**Work required**
Your job is to copy all the entries precisely as they stand.

Stored items from a collection:
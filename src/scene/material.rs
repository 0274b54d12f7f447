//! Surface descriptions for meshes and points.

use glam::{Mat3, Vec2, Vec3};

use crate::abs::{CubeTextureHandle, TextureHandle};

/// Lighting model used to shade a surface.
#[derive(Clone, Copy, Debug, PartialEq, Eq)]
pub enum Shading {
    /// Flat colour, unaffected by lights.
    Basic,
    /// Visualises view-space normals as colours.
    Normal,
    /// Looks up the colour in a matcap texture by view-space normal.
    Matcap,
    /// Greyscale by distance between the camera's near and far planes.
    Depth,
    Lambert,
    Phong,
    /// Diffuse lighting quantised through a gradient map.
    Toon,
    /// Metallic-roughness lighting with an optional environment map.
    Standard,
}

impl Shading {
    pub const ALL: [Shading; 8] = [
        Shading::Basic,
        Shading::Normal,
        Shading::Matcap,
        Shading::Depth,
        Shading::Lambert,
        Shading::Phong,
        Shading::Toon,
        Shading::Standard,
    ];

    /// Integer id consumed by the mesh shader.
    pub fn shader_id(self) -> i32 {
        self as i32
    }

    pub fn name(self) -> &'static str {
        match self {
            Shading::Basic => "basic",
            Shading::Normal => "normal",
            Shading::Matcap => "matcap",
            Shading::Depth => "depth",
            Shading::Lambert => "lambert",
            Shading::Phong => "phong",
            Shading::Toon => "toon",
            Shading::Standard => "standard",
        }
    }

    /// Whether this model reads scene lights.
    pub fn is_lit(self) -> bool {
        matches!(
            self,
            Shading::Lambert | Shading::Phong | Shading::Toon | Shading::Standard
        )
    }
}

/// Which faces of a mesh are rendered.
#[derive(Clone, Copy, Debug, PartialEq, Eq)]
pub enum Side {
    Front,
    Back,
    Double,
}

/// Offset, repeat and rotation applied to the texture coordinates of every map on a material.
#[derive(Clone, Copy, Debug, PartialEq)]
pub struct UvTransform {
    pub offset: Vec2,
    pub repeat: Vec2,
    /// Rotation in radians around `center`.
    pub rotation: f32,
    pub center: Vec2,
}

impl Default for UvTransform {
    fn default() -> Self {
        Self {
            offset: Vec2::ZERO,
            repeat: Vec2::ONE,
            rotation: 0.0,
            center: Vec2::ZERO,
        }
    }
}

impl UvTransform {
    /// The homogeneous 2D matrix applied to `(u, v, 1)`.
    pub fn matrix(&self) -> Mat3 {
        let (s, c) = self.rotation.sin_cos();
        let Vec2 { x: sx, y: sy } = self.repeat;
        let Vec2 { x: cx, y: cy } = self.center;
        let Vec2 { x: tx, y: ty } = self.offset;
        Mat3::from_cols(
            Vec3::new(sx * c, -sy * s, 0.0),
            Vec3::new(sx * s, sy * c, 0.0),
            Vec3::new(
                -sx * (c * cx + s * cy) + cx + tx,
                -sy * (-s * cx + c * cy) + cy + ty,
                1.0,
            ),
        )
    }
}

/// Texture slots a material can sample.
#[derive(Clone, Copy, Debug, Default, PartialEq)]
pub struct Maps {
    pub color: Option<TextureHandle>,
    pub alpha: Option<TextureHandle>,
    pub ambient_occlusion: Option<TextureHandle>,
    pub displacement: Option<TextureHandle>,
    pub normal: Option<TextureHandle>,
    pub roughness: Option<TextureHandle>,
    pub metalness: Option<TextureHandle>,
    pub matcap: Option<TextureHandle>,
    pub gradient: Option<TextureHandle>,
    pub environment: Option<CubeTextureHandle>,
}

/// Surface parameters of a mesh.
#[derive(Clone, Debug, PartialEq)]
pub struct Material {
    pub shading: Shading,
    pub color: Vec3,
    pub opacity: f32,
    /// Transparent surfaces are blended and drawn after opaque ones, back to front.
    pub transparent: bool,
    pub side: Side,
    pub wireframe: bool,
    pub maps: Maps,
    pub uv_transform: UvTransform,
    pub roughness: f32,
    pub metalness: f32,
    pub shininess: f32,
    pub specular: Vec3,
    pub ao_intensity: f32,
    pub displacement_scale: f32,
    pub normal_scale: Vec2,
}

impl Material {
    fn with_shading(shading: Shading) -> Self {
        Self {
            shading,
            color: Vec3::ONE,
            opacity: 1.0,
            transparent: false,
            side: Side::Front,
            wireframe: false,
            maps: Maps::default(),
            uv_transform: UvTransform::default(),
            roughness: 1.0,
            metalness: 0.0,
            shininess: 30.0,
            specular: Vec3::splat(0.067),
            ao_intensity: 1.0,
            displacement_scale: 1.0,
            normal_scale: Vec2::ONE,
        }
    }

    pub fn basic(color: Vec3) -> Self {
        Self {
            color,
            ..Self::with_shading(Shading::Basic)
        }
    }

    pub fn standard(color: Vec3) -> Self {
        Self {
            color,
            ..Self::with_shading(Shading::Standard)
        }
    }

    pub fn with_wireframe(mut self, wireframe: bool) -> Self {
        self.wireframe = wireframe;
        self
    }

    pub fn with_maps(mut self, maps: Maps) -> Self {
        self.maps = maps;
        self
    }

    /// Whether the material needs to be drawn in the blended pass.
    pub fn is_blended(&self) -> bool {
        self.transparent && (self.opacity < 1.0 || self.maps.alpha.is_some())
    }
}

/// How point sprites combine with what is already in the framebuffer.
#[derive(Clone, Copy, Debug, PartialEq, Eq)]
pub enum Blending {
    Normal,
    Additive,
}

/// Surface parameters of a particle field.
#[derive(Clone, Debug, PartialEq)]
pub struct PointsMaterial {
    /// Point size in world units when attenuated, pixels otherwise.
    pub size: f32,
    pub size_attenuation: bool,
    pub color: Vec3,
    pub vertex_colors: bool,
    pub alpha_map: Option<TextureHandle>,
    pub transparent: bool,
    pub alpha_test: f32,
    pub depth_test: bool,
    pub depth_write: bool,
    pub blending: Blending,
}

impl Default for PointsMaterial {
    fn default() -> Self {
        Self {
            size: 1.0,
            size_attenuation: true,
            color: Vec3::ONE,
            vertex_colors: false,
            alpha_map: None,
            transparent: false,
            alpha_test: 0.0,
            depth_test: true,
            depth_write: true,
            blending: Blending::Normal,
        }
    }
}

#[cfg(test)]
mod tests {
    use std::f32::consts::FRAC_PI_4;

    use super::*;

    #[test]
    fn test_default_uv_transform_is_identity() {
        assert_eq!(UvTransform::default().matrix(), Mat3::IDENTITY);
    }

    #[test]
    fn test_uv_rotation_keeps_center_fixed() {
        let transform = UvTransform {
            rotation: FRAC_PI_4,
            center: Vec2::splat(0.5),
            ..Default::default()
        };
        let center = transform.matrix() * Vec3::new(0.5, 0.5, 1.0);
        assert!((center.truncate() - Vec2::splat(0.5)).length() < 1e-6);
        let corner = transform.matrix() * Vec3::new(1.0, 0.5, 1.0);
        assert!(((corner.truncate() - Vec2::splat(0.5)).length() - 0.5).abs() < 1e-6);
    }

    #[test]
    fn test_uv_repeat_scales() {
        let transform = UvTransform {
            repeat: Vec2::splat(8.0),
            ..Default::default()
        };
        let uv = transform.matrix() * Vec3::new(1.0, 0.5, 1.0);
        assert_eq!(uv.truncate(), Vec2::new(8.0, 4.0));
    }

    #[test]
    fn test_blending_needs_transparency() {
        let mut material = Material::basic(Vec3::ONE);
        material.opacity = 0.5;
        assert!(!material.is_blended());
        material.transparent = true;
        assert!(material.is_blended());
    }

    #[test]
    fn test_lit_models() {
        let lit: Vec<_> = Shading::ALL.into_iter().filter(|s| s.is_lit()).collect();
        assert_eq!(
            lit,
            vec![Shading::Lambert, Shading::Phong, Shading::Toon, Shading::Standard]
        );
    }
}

**The completed task**
filename src/scene/material.rs
repository 0274b54d12f7f447
//! Surface descriptions for meshes and points.

use glam::{Mat3, Vec2, Vec3};

use crate::abs::{CubeTextureHandle, TextureHandle};

/// Lighting model used to shade a surface.
#[derive(Clone, Copy, Debug, PartialEq, Eq)]
pub enum Shading {
    /// Flat colour, unaffected by lights.
    Basic,
    /// Visualises view-space normals as colours.
    Normal,
    /// Looks up the colour in a matcap texture by view-space normal.
    Matcap,
    /// Greyscale by distance between the camera's near and far planes.
    Depth,
    Lambert,
    Phong,
    /// Diffuse lighting quantised through a gradient map.
    Toon,
    /// Metallic-roughness lighting with an optional environment map.
    Standard,
}

impl Shading {
    pub const ALL: [Shading; 8] = [
        Shading::Basic,
        Shading::Normal,
        Shading::Matcap,
        Shading::Depth,
        Shading::Lambert,
        Shading::Phong,
        Shading::Toon,
        Shading::Standard,
    ];

    /// Integer id consumed by the mesh shader.
    pub fn shader_id(self) -> i32 {
        self as i32
    }

    pub fn name(self) -> &'static str {
        match self {
            Shading::Basic => "basic",
            Shading::Normal => "normal",
            Shading::Matcap => "matcap",
            Shading::Depth => "depth",
            Shading::Lambert => "lambert",
            Shading::Phong => "phong",
            Shading::Toon => "toon",
            Shading::Standard => "standard",
        }
    }

    /// Whether this model reads scene lights.
    pub fn is_lit(self) -> bool {
        matches!(
            self,
            Shading::Lambert | Shading::Phong | Shading::Toon | Shading::Standard
        )
    }
}

/// Which faces of a mesh are rendered.
#[derive(Clone, Copy, Debug, PartialEq, Eq)]
pub enum Side {
    Front,
    Back,
    Double,
}

/// Offset, repeat and rotation applied to the texture coordinates of every map on a material.
#[derive(Clone, Copy, Debug, PartialEq)]
pub struct UvTransform {
    pub offset: Vec2,
    pub repeat: Vec2,
    /// Rotation in radians around `center`.
    pub rotation: f32,
    pub center: Vec2,
}

impl Default for UvTransform {
    fn default() -> Self {
        Self {
            offset: Vec2::ZERO,
            repeat: Vec2::ONE,
            rotation: 0.0,
            center: Vec2::ZERO,
        }
    }
}

impl UvTransform {
    /// The homogeneous 2D matrix applied to `(u, v, 1)`.
    pub fn matrix(&self) -> Mat3 {
        let (s, c) = self.rotation.sin_cos();
        let Vec2 { x: sx, y: sy } = self.repeat;
        let Vec2 { x: cx, y: cy } = self.center;
        let Vec2 { x: tx, y: ty } = self.offset;
        Mat3::from_cols(
            Vec3::new(sx * c, -sy * s, 0.0),
            Vec3::new(sx * s, sy * c, 0.0),
            Vec3::new(
                -sx * (c * cx + s * cy) + cx + tx,
                -sy * (-s * cx + c * cy) + cy + ty,
                1.0,
            ),
        )
    }
}

/// Texture slots a material can sample.
#[derive(Clone, Copy, Debug, Default, PartialEq)]
pub struct Maps {
    pub color: Option<TextureHandle>,
    pub alpha: Option<TextureHandle>,
    pub ambient_occlusion: Option<TextureHandle>,
    pub displacement: Option<TextureHandle>,
    pub normal: Option<TextureHandle>,
    pub roughness: Option<TextureHandle>,
    pub metalness: Option<TextureHandle>,
    pub matcap: Option<TextureHandle>,
    pub gradient: Option<TextureHandle>,
    pub environment: Option<CubeTextureHandle>,
}

/// Surface parameters of a mesh.
#[derive(Clone, Debug, PartialEq)]
pub struct Material {
    pub shading: Shading,
    pub color: Vec3,
    pub opacity: f32,
    /// Transparent surfaces are blended and drawn after opaque ones, back to front.
    pub transparent: bool,
    pub side: Side,
    pub wireframe: bool,
    pub maps: Maps,
    pub uv_transform: UvTransform,
    pub roughness: f32,
    pub metalness: f32,
    pub shininess: f32,
    pub specular: Vec3,
    pub ao_intensity: f32,
    pub displacement_scale: f32,
    pub normal_scale: Vec2,
}

impl Material {
    fn with_shading(shading: Shading) -> Self {
        Self {
            shading,
            color: Vec3::ONE,
            opacity: 1.0,
            transparent: false,
            side: Side::Front,
            wireframe: false,
            maps: Maps::default(),
            uv_transform: UvTransform::default(),
            roughness: 1.0,
            metalness: 0.0,
            shininess: 30.0,
            specular: Vec3::splat(0.067),
            ao_intensity: 1.0,
            displacement_scale: 1.0,
            normal_scale: Vec2::ONE,
        }
    }

    pub fn basic(color: Vec3) -> Self {
        Self {
            color,
            ..Self::with_shading(Shading::Basic)
        }
    }

    pub fn standard(color: Vec3) -> Self {
        Self {
            color,
            ..Self::with_shading(Shading::Standard)
        }
    }

    pub fn with_wireframe(mut self, wireframe: bool) -> Self {
        self.wireframe = wireframe;
        self
    }

    pub fn with_maps(mut self, maps: Maps) -> Self {
        self.maps = maps;
        self
    }

    /// Whether the material needs to be drawn in the blended pass.
    pub fn is_blended(&self) -> bool {
        self.transparent && (self.opacity < 1.0 || self.maps.alpha.is_some())
    }
}

/// How point sprites combine with what is already in the framebuffer.
#[derive(Clone, Copy, Debug, PartialEq, Eq)]
pub enum Blending {
    Normal,
    Additive,
}

/// Surface parameters of a particle field.
#[derive(Clone, Debug, PartialEq)]
pub struct PointsMaterial {
    /// Point size in world units when attenuated, pixels otherwise.
    pub size: f32,
    pub size_attenuation: bool,
    pub color: Vec3,
    pub vertex_colors: bool,
    pub alpha_map: Option<TextureHandle>,
    pub transparent: bool,
    pub alpha_test: f32,
    pub depth_test: bool,
    pub depth_write: bool,
    pub blending: Blending,
}

impl Default for PointsMaterial {
    fn default() -> Self {
        Self {
            size: 1.0,
            size_attenuation: true,
            color: Vec3::ONE,
            vertex_colors: false,
            alpha_map: None,
            transparent: false,
            alpha_test: 0.0,
            depth_test: true,
            depth_write: true,
            blending: Blending::Normal,
        }
    }
}

#[cfg(test)]
mod tests {
    use std::f32::consts::FRAC_PI_4;

    use super::*;

    #[test]
    fn test_default_uv_transform_is_identity() {
        assert_eq!(UvTransform::default().matrix(), Mat3::IDENTITY);
    }

    #[test]
    fn test_uv_rotation_keeps_center_fixed() {
        let transform = UvTransform {
            rotation: FRAC_PI_4,
            center: Vec2::splat(0.5),
            ..Default::default()
        };
        let center = transform.matrix() * Vec3::new(0.5, 0.5, 1.0);
        assert!((center.truncate() - Vec2::splat(0.5)).length() < 1e-6);
        let corner = transform.matrix() * Vec3::new(1.0, 0.5, 1.0);
        assert!(((corner.truncate() - Vec2::splat(0.5)).length() - 0.5).abs() < 1e-6);
    }

    #[test]
    fn test_uv_repeat_scales() {
        let transform = UvTransform {
            repeat: Vec2::splat(8.0),
            ..Default::default()
        };
        let uv = transform.matrix() * Vec3::new(1.0, 0.5, 1.0);
        assert_eq!(uv.truncate(), Vec2::new(8.0, 4.0));
    }

    #[test]
    fn test_blending_needs_transparency() {
        let mut material = Material::basic(Vec3::ONE);
        material.opacity = 0.5;
        assert!(!material.is_blended());
        material.transparent = true;
        assert!(material.is_blended());
    }

    #[test]
    fn test_lit_models() {
        let lit: Vec<_> = Shading::ALL.into_iter().filter(|s| s.is_lit()).collect();
        assert_eq!(
            lit,
            vec![Shading::Lambert, Shading::Phong, Shading::Toon, Shading::Standard]
        );
    }
}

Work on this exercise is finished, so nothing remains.